(Exercise materials begins)
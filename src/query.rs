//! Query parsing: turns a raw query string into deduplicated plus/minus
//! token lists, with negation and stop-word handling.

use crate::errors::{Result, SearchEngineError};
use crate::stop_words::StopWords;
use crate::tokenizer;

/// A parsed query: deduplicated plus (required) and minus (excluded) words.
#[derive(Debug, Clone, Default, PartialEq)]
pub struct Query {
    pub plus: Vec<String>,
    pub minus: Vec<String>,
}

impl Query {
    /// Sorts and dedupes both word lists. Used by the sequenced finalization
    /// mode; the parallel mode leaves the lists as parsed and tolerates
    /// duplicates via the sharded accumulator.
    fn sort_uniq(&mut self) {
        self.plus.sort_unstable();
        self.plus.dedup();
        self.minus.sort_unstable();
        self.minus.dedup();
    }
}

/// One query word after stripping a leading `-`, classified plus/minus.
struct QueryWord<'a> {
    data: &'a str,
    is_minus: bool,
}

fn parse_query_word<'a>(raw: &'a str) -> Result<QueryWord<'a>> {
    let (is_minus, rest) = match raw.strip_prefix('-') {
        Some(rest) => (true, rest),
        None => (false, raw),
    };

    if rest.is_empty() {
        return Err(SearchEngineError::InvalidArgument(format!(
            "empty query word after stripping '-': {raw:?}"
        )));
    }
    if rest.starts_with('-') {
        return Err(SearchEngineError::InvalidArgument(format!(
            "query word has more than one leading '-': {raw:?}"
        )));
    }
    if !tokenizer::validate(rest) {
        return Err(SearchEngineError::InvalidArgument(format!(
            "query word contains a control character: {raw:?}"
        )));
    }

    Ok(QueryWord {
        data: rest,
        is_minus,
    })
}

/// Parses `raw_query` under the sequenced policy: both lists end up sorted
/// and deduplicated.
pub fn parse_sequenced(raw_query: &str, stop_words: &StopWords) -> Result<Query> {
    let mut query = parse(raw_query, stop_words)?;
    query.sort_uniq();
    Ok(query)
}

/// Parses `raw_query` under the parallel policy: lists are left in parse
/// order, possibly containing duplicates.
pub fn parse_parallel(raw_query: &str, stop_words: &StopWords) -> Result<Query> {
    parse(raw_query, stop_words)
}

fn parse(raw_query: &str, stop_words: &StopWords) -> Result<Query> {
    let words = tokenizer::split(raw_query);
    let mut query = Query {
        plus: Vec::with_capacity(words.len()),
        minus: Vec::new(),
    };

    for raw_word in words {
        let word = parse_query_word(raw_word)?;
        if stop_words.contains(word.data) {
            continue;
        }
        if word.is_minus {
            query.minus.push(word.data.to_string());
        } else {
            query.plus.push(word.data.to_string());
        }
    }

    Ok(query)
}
(Exercise materials ends)
(Exercise materials begins)
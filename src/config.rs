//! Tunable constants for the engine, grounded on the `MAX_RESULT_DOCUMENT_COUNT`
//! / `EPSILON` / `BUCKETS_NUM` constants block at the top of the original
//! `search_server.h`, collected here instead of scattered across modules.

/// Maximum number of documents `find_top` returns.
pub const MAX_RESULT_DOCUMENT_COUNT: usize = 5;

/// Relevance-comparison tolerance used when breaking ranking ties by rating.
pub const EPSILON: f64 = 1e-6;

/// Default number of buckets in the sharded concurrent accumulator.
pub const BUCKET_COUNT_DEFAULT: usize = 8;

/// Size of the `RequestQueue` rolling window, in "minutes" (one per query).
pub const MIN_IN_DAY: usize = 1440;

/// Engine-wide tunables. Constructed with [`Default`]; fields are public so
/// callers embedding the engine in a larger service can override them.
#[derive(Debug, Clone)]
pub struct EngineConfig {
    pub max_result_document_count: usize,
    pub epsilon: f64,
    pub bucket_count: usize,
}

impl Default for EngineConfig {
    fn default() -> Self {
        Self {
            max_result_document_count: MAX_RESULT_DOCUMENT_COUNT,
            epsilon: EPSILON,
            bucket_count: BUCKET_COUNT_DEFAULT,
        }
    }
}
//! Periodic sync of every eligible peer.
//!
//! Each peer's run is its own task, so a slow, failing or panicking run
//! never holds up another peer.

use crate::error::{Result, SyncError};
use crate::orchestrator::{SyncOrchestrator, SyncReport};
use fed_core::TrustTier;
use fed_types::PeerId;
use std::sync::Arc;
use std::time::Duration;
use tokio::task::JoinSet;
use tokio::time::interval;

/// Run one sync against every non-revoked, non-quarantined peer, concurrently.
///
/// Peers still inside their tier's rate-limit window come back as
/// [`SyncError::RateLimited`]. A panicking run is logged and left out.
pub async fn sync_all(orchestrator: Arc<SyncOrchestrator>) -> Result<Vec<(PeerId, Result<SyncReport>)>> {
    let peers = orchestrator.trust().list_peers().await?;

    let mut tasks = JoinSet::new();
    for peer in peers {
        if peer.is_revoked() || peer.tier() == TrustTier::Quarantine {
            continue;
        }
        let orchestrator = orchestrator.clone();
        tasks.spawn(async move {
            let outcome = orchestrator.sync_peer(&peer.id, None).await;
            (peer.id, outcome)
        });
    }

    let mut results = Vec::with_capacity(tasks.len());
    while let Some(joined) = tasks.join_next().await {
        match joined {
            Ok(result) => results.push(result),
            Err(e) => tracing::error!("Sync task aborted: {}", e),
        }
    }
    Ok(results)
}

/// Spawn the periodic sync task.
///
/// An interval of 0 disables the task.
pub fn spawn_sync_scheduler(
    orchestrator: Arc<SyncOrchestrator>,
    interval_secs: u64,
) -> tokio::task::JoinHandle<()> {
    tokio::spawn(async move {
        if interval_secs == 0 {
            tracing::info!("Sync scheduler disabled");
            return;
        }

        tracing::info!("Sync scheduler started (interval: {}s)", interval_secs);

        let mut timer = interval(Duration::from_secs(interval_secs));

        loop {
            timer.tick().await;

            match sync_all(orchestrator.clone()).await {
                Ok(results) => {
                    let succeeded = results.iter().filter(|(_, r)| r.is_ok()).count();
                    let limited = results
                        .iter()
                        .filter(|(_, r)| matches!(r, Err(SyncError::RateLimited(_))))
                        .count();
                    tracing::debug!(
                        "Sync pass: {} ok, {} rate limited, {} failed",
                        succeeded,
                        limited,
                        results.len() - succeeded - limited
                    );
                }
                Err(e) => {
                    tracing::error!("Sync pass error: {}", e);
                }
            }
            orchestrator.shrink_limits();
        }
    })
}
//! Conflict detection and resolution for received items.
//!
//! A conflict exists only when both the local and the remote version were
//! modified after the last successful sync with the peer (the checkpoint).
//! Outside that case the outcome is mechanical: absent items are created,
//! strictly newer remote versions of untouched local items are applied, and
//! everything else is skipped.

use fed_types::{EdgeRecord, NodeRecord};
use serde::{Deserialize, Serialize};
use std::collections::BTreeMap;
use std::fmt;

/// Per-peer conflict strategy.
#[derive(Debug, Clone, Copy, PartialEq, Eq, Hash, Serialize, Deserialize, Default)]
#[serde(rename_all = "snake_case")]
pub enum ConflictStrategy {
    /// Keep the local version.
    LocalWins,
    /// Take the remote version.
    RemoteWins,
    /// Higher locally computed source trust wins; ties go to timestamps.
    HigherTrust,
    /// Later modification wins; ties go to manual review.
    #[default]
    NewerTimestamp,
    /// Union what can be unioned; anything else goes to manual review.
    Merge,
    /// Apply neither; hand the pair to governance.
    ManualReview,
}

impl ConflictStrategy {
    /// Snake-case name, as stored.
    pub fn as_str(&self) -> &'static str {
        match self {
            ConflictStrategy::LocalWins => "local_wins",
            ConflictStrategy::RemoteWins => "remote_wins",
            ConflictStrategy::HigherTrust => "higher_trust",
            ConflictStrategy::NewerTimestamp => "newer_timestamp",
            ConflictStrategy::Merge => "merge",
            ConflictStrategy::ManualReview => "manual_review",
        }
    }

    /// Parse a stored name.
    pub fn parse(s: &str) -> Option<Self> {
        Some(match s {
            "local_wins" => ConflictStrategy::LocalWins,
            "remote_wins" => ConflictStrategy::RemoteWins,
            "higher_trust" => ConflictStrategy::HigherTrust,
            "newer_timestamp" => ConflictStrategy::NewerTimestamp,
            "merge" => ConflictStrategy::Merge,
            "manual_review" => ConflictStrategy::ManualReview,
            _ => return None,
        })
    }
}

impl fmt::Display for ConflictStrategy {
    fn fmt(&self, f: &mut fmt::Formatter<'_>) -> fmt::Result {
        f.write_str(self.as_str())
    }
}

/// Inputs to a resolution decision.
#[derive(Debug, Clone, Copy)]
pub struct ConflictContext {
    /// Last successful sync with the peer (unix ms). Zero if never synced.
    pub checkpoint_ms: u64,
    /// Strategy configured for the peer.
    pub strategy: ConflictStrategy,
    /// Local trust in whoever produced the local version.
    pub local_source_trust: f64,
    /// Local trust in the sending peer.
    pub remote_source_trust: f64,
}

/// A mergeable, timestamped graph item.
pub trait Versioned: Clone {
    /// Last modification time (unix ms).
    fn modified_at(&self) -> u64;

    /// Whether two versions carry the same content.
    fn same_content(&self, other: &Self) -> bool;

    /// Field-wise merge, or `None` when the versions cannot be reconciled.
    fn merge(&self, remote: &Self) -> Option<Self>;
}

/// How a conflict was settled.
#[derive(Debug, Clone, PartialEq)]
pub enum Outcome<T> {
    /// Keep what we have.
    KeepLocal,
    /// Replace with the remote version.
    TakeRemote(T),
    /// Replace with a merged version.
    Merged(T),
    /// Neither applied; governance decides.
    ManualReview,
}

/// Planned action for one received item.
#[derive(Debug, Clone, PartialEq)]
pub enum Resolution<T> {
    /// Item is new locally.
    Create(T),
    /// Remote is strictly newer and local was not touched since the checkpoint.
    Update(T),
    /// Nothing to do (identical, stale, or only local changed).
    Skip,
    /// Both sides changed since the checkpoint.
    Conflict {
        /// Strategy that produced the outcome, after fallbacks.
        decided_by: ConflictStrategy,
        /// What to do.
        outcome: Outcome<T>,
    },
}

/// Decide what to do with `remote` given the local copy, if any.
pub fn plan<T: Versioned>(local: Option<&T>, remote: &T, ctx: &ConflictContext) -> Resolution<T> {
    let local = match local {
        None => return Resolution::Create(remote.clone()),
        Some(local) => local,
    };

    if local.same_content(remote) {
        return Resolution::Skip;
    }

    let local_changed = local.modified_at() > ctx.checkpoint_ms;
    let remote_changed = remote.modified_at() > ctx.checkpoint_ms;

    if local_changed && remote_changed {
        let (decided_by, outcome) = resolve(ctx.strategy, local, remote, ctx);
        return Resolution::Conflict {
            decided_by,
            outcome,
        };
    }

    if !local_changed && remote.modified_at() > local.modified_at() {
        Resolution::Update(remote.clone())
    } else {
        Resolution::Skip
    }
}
(Exercise materials ends)
● Your goal: Which lines above contain the word "Some"? Copy all of them.

● Expected output:
        Some(rest) => (true, rest),
    while let Some(joined) = tasks.join_next().await {
        Some(match s {
        Some(local) => local,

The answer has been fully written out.